Take from the listing each line that has the string "open".

═══ Information supplied ═══

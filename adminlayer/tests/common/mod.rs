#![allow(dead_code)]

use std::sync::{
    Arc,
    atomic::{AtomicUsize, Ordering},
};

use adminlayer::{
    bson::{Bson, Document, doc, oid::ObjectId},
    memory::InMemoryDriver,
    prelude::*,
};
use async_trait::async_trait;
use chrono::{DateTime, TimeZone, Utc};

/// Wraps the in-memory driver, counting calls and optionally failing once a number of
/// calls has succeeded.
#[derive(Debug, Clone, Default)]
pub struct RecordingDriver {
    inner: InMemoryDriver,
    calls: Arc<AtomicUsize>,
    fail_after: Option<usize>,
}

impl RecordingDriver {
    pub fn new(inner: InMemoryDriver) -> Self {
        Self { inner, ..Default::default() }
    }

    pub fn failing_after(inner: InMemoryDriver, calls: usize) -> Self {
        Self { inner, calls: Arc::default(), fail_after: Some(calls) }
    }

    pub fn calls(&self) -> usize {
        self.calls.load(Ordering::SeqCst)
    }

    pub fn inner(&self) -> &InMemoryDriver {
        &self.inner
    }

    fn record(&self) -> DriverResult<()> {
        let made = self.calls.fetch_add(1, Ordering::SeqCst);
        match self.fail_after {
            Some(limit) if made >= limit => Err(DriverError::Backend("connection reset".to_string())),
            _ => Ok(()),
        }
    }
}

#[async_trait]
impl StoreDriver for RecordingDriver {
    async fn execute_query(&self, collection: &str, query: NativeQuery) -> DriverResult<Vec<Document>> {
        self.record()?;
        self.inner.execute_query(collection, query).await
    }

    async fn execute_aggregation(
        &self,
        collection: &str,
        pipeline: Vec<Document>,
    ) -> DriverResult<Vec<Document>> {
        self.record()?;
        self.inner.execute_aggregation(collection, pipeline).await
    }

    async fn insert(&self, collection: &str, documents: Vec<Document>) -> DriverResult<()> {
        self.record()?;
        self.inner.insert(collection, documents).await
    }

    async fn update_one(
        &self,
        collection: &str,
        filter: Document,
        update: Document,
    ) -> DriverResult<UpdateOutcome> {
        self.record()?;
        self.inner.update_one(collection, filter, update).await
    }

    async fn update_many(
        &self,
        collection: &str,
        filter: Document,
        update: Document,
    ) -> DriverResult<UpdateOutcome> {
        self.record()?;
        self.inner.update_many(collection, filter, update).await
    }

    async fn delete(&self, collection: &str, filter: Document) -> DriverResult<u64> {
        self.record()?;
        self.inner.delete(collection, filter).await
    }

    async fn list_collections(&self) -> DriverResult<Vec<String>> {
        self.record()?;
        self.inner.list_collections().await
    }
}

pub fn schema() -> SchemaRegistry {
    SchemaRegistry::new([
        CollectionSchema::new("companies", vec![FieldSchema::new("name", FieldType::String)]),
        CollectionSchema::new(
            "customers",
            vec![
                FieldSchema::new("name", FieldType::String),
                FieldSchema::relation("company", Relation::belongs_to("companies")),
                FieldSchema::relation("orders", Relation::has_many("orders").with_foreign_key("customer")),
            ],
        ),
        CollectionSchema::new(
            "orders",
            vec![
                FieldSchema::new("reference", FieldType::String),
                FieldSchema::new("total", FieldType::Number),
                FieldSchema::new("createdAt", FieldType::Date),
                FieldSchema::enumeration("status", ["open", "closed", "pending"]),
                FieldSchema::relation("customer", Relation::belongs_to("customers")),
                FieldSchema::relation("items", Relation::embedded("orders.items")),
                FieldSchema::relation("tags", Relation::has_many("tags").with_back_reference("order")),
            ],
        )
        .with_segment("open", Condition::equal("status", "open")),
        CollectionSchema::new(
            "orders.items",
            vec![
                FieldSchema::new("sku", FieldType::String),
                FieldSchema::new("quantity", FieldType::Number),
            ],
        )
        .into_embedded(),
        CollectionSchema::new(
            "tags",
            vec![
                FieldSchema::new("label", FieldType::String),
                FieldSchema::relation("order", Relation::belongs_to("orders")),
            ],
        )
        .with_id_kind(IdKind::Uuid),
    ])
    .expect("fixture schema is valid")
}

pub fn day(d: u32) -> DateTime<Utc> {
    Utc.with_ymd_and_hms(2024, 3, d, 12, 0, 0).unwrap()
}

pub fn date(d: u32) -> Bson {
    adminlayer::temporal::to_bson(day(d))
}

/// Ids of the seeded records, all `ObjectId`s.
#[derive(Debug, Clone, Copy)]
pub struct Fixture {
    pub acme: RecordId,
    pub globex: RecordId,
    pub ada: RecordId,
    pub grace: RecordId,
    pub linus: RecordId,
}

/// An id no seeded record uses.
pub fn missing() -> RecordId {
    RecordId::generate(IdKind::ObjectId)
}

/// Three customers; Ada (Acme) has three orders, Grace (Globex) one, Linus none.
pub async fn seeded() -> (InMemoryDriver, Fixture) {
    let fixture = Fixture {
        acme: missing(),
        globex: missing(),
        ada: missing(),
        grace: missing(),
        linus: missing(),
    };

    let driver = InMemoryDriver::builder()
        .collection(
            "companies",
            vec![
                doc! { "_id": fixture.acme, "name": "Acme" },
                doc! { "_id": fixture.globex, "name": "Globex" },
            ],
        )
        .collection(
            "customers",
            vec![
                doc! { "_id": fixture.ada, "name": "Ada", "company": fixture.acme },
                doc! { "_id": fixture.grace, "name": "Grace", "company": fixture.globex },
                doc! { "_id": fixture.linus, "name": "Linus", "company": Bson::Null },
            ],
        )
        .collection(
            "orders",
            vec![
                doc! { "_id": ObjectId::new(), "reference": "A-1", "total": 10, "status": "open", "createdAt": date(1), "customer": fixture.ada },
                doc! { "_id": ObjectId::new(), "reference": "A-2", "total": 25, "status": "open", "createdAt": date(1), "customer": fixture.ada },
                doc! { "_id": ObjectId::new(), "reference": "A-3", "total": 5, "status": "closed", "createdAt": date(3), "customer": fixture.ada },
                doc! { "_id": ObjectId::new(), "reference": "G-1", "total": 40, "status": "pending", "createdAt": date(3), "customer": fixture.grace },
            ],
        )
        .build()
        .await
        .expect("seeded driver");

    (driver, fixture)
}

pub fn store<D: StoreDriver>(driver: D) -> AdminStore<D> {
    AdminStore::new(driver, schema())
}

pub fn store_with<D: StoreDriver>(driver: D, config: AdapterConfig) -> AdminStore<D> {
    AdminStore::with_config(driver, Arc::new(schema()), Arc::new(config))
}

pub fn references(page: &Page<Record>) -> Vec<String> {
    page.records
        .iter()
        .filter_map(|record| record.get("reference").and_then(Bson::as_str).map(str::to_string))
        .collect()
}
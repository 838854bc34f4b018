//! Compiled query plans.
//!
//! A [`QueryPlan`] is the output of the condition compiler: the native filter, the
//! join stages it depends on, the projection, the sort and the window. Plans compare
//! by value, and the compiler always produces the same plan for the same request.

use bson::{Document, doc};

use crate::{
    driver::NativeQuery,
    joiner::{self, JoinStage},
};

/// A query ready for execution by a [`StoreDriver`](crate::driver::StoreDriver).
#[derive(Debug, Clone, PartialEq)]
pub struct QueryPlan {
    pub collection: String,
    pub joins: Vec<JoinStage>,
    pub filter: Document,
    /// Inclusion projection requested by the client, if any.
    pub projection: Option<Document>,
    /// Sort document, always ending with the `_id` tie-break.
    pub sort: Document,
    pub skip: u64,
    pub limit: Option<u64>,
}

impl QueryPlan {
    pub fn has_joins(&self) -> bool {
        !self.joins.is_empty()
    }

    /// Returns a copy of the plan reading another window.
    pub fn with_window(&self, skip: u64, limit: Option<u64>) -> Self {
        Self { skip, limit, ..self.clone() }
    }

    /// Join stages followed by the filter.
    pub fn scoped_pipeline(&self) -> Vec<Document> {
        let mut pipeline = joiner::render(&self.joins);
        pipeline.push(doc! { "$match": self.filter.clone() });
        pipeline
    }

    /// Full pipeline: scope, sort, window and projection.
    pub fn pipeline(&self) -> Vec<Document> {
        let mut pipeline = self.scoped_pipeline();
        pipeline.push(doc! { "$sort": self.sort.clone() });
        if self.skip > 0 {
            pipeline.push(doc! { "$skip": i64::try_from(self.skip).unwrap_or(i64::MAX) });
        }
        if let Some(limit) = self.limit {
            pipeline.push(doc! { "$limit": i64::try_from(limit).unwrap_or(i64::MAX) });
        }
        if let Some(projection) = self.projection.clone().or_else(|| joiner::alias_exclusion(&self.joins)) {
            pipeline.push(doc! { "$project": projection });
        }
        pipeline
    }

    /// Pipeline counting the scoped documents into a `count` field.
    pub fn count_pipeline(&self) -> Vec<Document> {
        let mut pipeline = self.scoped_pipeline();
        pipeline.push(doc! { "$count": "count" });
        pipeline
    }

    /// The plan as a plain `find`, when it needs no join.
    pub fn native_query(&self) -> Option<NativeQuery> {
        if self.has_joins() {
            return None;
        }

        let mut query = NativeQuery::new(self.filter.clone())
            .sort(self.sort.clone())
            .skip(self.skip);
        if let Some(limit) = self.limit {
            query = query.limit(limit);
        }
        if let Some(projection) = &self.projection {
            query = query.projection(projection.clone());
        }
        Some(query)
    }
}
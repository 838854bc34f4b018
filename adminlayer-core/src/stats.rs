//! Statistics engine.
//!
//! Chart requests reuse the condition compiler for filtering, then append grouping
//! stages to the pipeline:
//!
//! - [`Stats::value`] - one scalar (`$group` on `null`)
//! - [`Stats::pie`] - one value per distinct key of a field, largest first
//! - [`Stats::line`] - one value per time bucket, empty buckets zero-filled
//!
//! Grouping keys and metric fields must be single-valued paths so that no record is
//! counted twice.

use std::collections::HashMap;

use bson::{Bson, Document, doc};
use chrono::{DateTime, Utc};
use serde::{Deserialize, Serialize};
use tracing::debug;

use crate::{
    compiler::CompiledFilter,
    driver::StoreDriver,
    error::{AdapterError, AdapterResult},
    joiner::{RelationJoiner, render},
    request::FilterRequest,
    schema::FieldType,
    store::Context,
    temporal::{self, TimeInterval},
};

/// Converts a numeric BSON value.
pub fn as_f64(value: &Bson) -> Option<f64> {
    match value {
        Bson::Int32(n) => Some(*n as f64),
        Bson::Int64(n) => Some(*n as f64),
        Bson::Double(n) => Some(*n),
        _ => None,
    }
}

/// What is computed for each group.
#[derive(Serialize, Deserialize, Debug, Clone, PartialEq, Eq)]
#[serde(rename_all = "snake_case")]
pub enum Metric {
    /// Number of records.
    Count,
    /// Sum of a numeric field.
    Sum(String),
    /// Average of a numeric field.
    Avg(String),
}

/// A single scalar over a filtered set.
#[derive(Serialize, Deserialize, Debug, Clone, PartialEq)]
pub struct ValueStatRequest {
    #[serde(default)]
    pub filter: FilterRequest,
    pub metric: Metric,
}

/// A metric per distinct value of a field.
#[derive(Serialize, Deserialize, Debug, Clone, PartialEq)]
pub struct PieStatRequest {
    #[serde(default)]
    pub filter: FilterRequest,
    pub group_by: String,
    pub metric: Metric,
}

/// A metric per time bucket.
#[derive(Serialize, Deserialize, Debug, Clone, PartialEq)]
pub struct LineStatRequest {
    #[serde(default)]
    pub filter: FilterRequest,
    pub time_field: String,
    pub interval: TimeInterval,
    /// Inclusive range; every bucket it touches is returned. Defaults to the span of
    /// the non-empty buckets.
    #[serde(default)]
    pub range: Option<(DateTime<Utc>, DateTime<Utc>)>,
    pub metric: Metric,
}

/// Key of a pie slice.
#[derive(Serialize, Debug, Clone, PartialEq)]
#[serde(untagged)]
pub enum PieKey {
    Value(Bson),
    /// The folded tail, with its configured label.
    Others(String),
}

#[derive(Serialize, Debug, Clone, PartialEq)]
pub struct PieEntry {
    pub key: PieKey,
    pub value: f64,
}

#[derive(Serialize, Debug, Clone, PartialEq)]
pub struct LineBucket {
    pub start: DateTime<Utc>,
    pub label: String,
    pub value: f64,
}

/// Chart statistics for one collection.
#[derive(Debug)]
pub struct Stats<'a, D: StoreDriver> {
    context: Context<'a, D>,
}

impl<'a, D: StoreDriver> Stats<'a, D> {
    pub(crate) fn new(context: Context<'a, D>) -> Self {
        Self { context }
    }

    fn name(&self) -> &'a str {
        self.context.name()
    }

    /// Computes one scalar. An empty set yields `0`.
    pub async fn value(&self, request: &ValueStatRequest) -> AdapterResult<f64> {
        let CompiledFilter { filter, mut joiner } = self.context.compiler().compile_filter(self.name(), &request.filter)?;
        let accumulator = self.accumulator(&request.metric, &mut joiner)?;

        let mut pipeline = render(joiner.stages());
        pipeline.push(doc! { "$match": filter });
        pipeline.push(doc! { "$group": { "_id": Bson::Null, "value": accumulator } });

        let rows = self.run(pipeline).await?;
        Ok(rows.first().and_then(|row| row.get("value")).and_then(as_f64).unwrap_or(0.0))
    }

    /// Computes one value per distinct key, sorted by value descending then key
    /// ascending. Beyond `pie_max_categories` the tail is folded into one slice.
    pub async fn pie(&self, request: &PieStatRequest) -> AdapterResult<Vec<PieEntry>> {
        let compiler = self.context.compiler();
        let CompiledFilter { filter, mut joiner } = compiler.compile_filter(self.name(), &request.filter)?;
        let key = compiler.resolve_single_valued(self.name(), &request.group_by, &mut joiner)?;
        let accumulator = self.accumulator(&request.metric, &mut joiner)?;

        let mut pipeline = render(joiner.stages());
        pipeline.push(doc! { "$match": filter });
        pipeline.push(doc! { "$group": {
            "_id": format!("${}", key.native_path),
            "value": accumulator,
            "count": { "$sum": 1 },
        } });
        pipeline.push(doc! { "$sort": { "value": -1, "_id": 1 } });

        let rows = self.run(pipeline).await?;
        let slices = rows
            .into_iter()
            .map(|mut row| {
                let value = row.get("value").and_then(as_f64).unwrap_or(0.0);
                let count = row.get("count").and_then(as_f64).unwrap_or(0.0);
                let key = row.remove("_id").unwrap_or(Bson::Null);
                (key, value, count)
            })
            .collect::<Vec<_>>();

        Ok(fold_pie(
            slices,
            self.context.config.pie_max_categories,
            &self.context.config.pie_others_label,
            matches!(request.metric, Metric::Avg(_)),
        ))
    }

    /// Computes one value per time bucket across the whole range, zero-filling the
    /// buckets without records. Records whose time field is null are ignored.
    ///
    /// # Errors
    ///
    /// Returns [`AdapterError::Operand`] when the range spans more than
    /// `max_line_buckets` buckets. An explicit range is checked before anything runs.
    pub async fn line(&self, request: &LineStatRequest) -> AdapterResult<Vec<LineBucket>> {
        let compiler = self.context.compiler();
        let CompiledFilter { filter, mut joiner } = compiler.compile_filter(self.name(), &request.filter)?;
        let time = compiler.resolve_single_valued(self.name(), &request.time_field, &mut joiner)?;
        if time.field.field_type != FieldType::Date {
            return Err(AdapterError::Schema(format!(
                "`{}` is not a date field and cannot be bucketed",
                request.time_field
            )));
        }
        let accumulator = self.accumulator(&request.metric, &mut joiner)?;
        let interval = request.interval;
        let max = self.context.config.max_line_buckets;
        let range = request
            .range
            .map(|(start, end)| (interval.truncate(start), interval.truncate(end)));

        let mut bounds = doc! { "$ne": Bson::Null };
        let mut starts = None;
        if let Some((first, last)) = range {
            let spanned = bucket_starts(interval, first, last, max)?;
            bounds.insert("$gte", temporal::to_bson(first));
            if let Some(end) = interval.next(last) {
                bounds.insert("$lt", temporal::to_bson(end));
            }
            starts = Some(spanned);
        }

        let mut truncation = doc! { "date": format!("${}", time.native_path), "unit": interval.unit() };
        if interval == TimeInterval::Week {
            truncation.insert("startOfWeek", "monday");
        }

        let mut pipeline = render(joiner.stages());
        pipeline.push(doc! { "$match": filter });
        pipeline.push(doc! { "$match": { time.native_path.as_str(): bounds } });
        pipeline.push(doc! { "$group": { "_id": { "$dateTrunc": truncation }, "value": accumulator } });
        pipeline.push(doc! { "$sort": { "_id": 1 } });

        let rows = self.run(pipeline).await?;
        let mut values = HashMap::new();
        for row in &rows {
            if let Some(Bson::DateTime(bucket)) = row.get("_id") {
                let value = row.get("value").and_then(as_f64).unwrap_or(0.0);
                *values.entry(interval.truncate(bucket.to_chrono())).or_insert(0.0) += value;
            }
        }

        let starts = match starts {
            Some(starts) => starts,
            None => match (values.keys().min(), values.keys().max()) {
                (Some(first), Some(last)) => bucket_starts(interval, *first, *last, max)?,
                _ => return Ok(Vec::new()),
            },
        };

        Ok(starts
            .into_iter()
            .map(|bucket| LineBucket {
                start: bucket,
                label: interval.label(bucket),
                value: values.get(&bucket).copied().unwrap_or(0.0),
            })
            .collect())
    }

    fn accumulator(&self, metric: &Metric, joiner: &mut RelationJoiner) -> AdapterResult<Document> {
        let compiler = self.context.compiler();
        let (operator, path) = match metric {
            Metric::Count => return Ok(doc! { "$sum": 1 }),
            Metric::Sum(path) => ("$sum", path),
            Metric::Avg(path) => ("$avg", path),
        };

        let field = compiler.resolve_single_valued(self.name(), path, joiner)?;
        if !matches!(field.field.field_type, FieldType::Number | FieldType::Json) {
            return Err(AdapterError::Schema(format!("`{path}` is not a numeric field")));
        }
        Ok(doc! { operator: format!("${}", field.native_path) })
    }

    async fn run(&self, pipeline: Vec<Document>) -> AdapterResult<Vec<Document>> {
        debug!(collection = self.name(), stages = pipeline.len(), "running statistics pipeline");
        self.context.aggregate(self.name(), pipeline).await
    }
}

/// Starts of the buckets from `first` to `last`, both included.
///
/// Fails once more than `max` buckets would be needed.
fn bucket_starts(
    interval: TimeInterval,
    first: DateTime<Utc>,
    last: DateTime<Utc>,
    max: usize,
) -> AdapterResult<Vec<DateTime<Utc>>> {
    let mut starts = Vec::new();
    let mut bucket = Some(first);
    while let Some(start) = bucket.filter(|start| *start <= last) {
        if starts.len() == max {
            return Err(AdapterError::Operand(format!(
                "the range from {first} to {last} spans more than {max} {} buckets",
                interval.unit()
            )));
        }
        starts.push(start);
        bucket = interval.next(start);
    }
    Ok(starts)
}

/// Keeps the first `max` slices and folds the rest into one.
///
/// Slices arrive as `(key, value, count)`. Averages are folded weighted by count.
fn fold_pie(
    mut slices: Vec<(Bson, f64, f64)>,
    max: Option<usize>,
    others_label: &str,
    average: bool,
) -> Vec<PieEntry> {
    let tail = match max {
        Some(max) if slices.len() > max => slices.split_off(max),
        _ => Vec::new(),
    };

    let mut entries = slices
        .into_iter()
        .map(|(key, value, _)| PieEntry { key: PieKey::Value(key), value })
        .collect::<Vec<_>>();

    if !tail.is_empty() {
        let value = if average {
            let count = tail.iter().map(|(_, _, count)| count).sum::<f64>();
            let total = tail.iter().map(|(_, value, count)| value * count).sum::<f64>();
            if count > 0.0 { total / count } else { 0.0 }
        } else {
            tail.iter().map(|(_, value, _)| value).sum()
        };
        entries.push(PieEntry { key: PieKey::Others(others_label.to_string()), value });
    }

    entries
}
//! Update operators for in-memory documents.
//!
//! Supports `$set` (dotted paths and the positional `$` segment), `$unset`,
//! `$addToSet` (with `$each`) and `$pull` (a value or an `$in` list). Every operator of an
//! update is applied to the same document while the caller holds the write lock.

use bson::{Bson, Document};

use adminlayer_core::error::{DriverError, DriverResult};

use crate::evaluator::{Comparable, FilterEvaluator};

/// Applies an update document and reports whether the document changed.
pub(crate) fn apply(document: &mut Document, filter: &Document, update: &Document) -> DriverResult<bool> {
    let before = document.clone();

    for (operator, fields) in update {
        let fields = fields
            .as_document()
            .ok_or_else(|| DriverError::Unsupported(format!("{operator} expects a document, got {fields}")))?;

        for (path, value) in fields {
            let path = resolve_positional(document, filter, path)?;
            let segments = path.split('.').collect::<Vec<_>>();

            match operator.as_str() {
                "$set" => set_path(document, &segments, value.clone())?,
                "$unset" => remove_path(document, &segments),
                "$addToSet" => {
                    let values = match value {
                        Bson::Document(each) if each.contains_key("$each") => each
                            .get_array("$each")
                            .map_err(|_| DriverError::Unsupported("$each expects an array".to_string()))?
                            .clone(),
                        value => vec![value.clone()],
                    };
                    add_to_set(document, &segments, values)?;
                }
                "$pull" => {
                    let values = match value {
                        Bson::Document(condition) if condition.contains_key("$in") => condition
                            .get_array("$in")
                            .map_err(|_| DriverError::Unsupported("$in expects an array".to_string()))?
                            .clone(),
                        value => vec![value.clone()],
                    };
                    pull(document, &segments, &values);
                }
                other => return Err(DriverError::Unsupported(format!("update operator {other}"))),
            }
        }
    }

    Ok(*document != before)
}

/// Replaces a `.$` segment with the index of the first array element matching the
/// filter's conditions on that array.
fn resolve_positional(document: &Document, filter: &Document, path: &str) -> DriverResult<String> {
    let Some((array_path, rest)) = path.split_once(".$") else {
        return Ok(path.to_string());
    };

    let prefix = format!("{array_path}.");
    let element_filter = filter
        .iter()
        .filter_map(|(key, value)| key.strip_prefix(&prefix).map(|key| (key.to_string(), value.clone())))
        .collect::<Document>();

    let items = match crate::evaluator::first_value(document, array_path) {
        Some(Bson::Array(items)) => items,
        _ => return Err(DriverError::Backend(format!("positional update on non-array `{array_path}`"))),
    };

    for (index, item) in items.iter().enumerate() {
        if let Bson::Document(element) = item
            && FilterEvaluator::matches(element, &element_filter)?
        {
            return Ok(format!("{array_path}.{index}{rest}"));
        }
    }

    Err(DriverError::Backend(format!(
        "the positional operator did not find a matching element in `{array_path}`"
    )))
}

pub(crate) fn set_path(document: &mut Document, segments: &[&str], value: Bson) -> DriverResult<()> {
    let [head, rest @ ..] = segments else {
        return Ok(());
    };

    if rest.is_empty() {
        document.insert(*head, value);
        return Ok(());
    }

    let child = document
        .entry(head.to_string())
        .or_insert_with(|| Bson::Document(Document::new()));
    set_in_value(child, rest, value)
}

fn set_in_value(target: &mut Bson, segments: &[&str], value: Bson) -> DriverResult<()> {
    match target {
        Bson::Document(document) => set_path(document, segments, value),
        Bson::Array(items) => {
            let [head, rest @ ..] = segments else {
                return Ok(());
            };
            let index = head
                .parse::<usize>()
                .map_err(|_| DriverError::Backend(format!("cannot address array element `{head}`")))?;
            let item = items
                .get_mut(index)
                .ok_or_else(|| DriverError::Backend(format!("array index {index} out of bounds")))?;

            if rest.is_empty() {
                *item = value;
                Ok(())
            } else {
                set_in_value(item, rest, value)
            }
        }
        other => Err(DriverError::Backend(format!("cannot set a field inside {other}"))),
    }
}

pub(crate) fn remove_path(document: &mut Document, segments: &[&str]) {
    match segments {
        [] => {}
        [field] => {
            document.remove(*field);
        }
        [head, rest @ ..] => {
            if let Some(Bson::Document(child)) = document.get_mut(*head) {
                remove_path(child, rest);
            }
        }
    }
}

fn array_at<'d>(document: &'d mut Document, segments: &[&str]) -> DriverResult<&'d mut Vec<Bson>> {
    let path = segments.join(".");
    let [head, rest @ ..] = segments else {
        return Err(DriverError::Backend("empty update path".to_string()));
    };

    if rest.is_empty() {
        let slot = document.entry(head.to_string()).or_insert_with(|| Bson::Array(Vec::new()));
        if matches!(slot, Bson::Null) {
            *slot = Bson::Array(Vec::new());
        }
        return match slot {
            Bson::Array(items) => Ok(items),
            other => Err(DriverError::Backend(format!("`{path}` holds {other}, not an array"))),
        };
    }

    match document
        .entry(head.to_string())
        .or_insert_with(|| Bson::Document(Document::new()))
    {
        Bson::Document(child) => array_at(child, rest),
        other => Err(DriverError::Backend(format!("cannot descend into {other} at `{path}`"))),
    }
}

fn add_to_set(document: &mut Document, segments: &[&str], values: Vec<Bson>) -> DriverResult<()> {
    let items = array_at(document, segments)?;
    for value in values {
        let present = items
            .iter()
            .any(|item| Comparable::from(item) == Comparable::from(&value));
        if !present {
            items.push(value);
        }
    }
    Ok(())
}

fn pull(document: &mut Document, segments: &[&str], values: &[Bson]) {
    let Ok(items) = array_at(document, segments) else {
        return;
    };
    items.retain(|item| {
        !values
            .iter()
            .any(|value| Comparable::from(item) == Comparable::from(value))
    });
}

═══

_Output of the task:_
                FieldSchema::enumeration("status", ["open", "closed", "pending"]),
        .with_segment("open", Condition::equal("status", "open")),
                doc! { "_id": ObjectId::new(), "reference": "A-1", "total": 10, "status": "open", "createdAt": date(1), "customer": fixture.ada },
                doc! { "_id": ObjectId::new(), "reference": "A-2", "total": 25, "status": "open", "createdAt": date(1), "customer": fixture.ada },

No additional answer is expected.